What is being asked =
Using the listing below, set down exactly the lines starting at the line that contains "n.client_id == client_id)" and ending at the line that contains "let mut matched: Vec<Notification>", both included, and no others.

Record set =

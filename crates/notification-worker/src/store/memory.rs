//! 内存存储
//!
//! 基于 DashMap 的仓储实现，用于测试和本地运行。
//! 单条记录的条件更新在 DashMap 分片锁内完成，语义与 Postgres 的条件 UPDATE 一致。

use async_trait::async_trait;
use chrono::{DateTime, Utc};
use dashmap::DashMap;
use notify_shared::error::{NotifyError, Result};
use notify_shared::events::Channel;
use notify_shared::models::{Client, Notification, NotificationStatus};
use uuid::Uuid;

use super::{AttemptStart, ClientRepository, NotificationFilter, NotificationRepository};

#[derive(Default)]
pub struct InMemoryNotificationRepository {
    notifications: DashMap<Uuid, Notification>,
}

impl InMemoryNotificationRepository {
    pub fn new() -> Self {
        Self::default()
    }

    pub fn len(&self) -> usize {
        self.notifications.len()
    }

    pub fn is_empty(&self) -> bool {
        self.notifications.is_empty()
    }
}

#[async_trait]
impl NotificationRepository for InMemoryNotificationRepository {
    async fn create(&self, notification: &Notification) -> Result<()> {
        use dashmap::mapref::entry::Entry;

        match self.notifications.entry(notification.id) {
            Entry::Occupied(_) => Err(NotifyError::AlreadyExists {
                entity: "Notification".to_string(),
                field: "id".to_string(),
                value: notification.id.to_string(),
            }),
            Entry::Vacant(slot) => {
                slot.insert(notification.clone());
                Ok(())
            }
        }
    }

    async fn get(&self, id: Uuid) -> Result<Option<Notification>> {
        Ok(self.notifications.get(&id).map(|n| n.clone()))
    }

    async fn get_for_client(&self, client_id: Uuid, id: Uuid) -> Result<Option<Notification>> {
        Ok(self
            .notifications
            .get(&id)
            .filter(|n| n.client_id == client_id)
            .map(|n| n.clone()))
    }

    async fn list(
        &self,
        client_id: Uuid,
        filter: &NotificationFilter,
    ) -> Result<(Vec<Notification>, u64)> {
        let mut matched: Vec<Notification> = self
            .notifications
            .iter()
            .filter(|n| n.client_id == client_id && filter.matches(n))
            .map(|n| n.clone())
            .collect();

        matched.sort_by(|a, b| b.created_at.cmp(&a.created_at).then(b.id.cmp(&a.id)));

        let total = matched.len() as u64;
        let items = matched
            .into_iter()
            .skip(filter.offset() as usize)
            .take(filter.limit() as usize)
            .collect();

        Ok((items, total))
    }

    async fn mark_processing(&self, id: Uuid) -> Result<Option<NotificationStatus>> {
        let Some(mut n) = self.notifications.get_mut(&id) else {
            return Ok(None);
        };

        if n.status == NotificationStatus::Pending {
            n.status = NotificationStatus::Processing;
            n.updated_at = Utc::now();
        }
        Ok(Some(n.status))
    }

    async fn begin_attempt(&self, id: Uuid, max_attempts: u32) -> Result<AttemptStart> {
        let Some(mut n) = self.notifications.get_mut(&id) else {
            return Ok(AttemptStart::NotFound);
        };

        let outcome = match n.status {
            NotificationStatus::Processing => AttemptStart::Started {
                retry_count: n.retry_count,
            },
            NotificationStatus::Failed if (n.retry_count as u32) < max_attempts => {
                n.status = NotificationStatus::Processing;
                n.updated_at = Utc::now();
                AttemptStart::Started {
                    retry_count: n.retry_count,
                }
            }
            NotificationStatus::Failed => AttemptStart::Exhausted {
                retry_count: n.retry_count,
            },
            NotificationStatus::Sent => AttemptStart::AlreadySent,
            NotificationStatus::Pending => AttemptStart::NotClaimed,
        };
        Ok(outcome)
    }

    async fn mark_sent(&self, id: Uuid, sent_at: DateTime<Utc>) -> Result<bool> {
        let Some(mut n) = self.notifications.get_mut(&id) else {
            return Ok(false);
        };

        if n.status != NotificationStatus::Processing {
            return Ok(false);
        }
        n.status = NotificationStatus::Sent;
        n.sent_at = Some(sent_at);
        n.updated_at = Utc::now();
        Ok(true)
    }

    async fn mark_failed(&self, id: Uuid, error: &str) -> Result<Option<i32>> {
        let Some(mut n) = self.notifications.get_mut(&id) else {
            return Ok(None);
        };

        if n.status != NotificationStatus::Processing {
            return Ok(None);
        }
        n.status = NotificationStatus::Failed;
        n.error_message = Some(error.to_string());
        n.retry_count += 1;
        n.updated_at = Utc::now();
        Ok(Some(n.retry_count))
    }

    async fn record_error(&self, id: Uuid, error: &str) -> Result<()> {
        let mut n = self
            .notifications
            .get_mut(&id)
            .ok_or_else(|| NotifyError::not_found("Notification", id))?;
        n.error_message = Some(error.to_string());
        n.updated_at = Utc::now();
        Ok(())
    }
}

#[derive(Default)]
pub struct InMemoryClientRepository {
    clients: DashMap<Uuid, Client>,
}

impl InMemoryClientRepository {
    pub fn new() -> Self {
        Self::default()
    }
}

#[async_trait]
impl ClientRepository for InMemoryClientRepository {
    async fn create(&self, client: &Client) -> Result<()> {
        let email_taken = self
            .clients
            .iter()
            .any(|c| c.email == client.email && c.id != client.id);
        if email_taken {
            return Err(NotifyError::AlreadyExists {
                entity: "Client".to_string(),
                field: "email".to_string(),
                value: client.email.clone(),
            });
        }
        self.clients.insert(client.id, client.clone());
        Ok(())
    }

    async fn get(&self, id: Uuid) -> Result<Option<Client>> {
        Ok(self.clients.get(&id).map(|c| c.clone()))
    }

    async fn increment_usage(&self, client_id: Uuid, channel: Channel) -> Result<()> {
        let mut client = self
            .clients
            .get_mut(&client_id)
            .ok_or_else(|| NotifyError::not_found("Client", client_id))?;
        client.usage_stats.increment(channel);
        client.updated_at = Utc::now();
        Ok(())
    }
}

#[cfg(test)]
mod tests {
    use super::*;
    use notify_shared::models::{Content, Recipient};

    fn sms(client_id: Uuid) -> Notification {
        Notification::new(
            client_id,
            Channel::Sms,
            Recipient::phone("+14155550100"),
            Content::body("code 1234"),
        )
    }

    #[tokio::test]
    async fn test_status_walk_to_sent() {
        let repo = InMemoryNotificationRepository::new();
        let n = sms(Uuid::now_v7());
        repo.create(&n).await.unwrap();

        // PENDING 不能直接 SENT
        assert!(!repo.mark_sent(n.id, Utc::now()).await.unwrap());

        assert_eq!(
            repo.mark_processing(n.id).await.unwrap(),
            Some(NotificationStatus::Processing)
        );
        assert_eq!(
            repo.begin_attempt(n.id, 3).await.unwrap(),
            AttemptStart::Started { retry_count: 0 }
        );
        assert!(repo.mark_sent(n.id, Utc::now()).await.unwrap());
        // 第二次 mark_sent 不再生效
        assert!(!repo.mark_sent(n.id, Utc::now()).await.unwrap());

        let stored = repo.get(n.id).await.unwrap().unwrap();
        assert_eq!(stored.status, NotificationStatus::Sent);
        assert!(stored.sent_at.is_some());
        assert_eq!(
            repo.begin_attempt(n.id, 3).await.unwrap(),
            AttemptStart::AlreadySent
        );
        // SENT 之后桥接消费者也不会改写状态
        assert_eq!(
            repo.mark_processing(n.id).await.unwrap(),
            Some(NotificationStatus::Sent)
        );
    }

    #[tokio::test]
    async fn test_failed_retries_until_exhausted() {
        let repo = InMemoryNotificationRepository::new();
        let n = sms(Uuid::now_v7());
        repo.create(&n).await.unwrap();
        repo.mark_processing(n.id).await.unwrap();

        for expected in 1..=3 {
            assert!(matches!(
                repo.begin_attempt(n.id, 3).await.unwrap(),
                AttemptStart::Started { .. }
            ));
            assert_eq!(
                repo.mark_failed(n.id, "HTTP 503").await.unwrap(),
                Some(expected)
            );
        }

        assert_eq!(
            repo.begin_attempt(n.id, 3).await.unwrap(),
            AttemptStart::Exhausted { retry_count: 3 }
        );
        let stored = repo.get(n.id).await.unwrap().unwrap();
        assert_eq!(stored.status, NotificationStatus::Failed);
        assert_eq!(stored.error_message.as_deref(), Some("HTTP 503"));
    }

    #[tokio::test]
    async fn test_get_scoped_to_client_and_list_pagination() {
        let repo = InMemoryNotificationRepository::new();
        let owner = Uuid::now_v7();
        let other = Uuid::now_v7();

        let mut ids = Vec::new();
        for i in 0..5 {
            let mut n = sms(owner);
            n.created_at += chrono::Duration::seconds(i);
            ids.push(n.id);
            repo.create(&n).await.unwrap();
        }
        let foreign = sms(other);
        repo.create(&foreign).await.unwrap();

        assert!(repo.get_for_client(owner, foreign.id).await.unwrap().is_none());
        assert!(repo.get_for_client(other, foreign.id).await.unwrap().is_some());

        let filter = NotificationFilter {
            page: 1,
            limit: 2,
            ..Default::default()
        };
        let (page, total) = repo.list(owner, &filter).await.unwrap();
        assert_eq!(total, 5);
        // 最新的在前
        assert_eq!(page.iter().map(|n| n.id).collect::<Vec<_>>(), vec![ids[4], ids[3]]);

        let filter = NotificationFilter {
            page: 3,
            limit: 2,
            ..Default::default()
        };
        let (page, _) = repo.list(owner, &filter).await.unwrap();
        assert_eq!(page.len(), 1);
        assert_eq!(page[0].id, ids[0]);
    }

    #[tokio::test]
    async fn test_client_usage_increment() {
        let repo = InMemoryClientRepository::new();
        let client = Client::new("Acme", "ops@acme.com", "hash");
        repo.create(&client).await.unwrap();

        repo.increment_usage(client.id, Channel::Email).await.unwrap();
        repo.increment_usage(client.id, Channel::Email).await.unwrap();

        let stored = repo.get(client.id).await.unwrap().unwrap();
        assert_eq!(stored.usage_stats.emails_sent, 2);
        assert_eq!(stored.usage_stats.sms_sent, 0);

        let duplicate = Client::new("Acme 2", "OPS@acme.com", "hash2");
        assert!(matches!(
            repo.create(&duplicate).await,
            Err(NotifyError::AlreadyExists { .. })
        ));
        assert!(repo.increment_usage(Uuid::now_v7(), Channel::Sms).await.is_err());
    }
}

Task result =
            .filter(|n| n.client_id == client_id)
            .map(|n| n.clone()))
    }

    async fn list(
        &self,
        client_id: Uuid,
        filter: &NotificationFilter,
    ) -> Result<(Vec<Notification>, u64)> {
        let mut matched: Vec<Notification> = self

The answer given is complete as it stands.